Work to be completed
Return only the lines running from the top of the entries to the line with "async fn remote_backup_records_current_version()", inclusive, exactly as written.

Provided records
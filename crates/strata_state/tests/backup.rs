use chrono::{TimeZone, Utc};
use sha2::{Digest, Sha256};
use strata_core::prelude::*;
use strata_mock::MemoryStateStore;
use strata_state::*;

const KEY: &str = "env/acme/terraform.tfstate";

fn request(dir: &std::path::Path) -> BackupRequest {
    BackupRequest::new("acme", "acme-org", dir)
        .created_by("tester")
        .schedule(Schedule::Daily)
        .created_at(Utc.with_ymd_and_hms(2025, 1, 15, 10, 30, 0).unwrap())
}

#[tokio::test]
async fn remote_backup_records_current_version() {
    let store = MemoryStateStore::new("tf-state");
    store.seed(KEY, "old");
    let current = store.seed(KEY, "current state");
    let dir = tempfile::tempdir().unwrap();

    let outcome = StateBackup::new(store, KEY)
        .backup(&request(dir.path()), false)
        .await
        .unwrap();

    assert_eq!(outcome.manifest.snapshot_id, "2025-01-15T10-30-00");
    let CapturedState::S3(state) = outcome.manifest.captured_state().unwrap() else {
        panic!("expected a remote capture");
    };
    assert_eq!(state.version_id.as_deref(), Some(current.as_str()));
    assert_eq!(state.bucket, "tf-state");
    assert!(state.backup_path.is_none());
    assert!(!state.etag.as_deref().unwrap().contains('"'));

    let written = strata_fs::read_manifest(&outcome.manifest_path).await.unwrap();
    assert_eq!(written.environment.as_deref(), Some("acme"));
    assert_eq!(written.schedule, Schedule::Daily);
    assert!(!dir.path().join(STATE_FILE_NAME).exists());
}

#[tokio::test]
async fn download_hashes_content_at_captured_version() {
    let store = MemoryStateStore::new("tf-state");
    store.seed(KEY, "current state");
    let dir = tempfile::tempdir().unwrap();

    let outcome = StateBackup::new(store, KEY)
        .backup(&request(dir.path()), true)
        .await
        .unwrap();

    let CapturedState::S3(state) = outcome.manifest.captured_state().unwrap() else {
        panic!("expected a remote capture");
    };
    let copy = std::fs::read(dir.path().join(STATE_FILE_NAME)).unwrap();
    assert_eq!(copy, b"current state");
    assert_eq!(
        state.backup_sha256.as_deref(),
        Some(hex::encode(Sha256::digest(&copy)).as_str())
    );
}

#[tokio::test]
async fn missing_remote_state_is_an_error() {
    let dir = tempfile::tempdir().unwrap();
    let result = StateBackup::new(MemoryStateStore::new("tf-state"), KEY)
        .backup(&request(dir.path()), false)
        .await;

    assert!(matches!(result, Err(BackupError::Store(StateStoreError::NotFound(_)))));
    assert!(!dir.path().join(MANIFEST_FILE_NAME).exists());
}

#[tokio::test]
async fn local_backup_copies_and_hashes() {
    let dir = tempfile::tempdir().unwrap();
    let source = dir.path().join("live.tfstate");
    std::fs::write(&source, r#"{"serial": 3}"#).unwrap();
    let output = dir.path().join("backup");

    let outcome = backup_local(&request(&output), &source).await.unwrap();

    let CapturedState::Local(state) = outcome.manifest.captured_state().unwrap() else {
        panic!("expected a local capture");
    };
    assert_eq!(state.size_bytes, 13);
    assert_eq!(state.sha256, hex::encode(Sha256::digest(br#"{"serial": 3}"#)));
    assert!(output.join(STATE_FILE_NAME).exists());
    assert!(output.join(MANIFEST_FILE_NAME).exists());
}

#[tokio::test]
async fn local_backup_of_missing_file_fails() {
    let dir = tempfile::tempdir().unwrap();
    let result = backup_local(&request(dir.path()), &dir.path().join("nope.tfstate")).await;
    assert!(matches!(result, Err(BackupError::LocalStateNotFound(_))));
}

Your solution
filename crates/strata_state/tests/backup.rs
use chrono::{TimeZone, Utc};
use sha2::{Digest, Sha256};
use strata_core::prelude::*;
use strata_mock::MemoryStateStore;
use strata_state::*;

const KEY: &str = "env/acme/terraform.tfstate";

fn request(dir: &std::path::Path) -> BackupRequest {
    BackupRequest::new("acme", "acme-org", dir)
        .created_by("tester")
        .schedule(Schedule::Daily)
        .created_at(Utc.with_ymd_and_hms(2025, 1, 15, 10, 30, 0).unwrap())
}

#[tokio::test]
async fn remote_backup_records_current_version() {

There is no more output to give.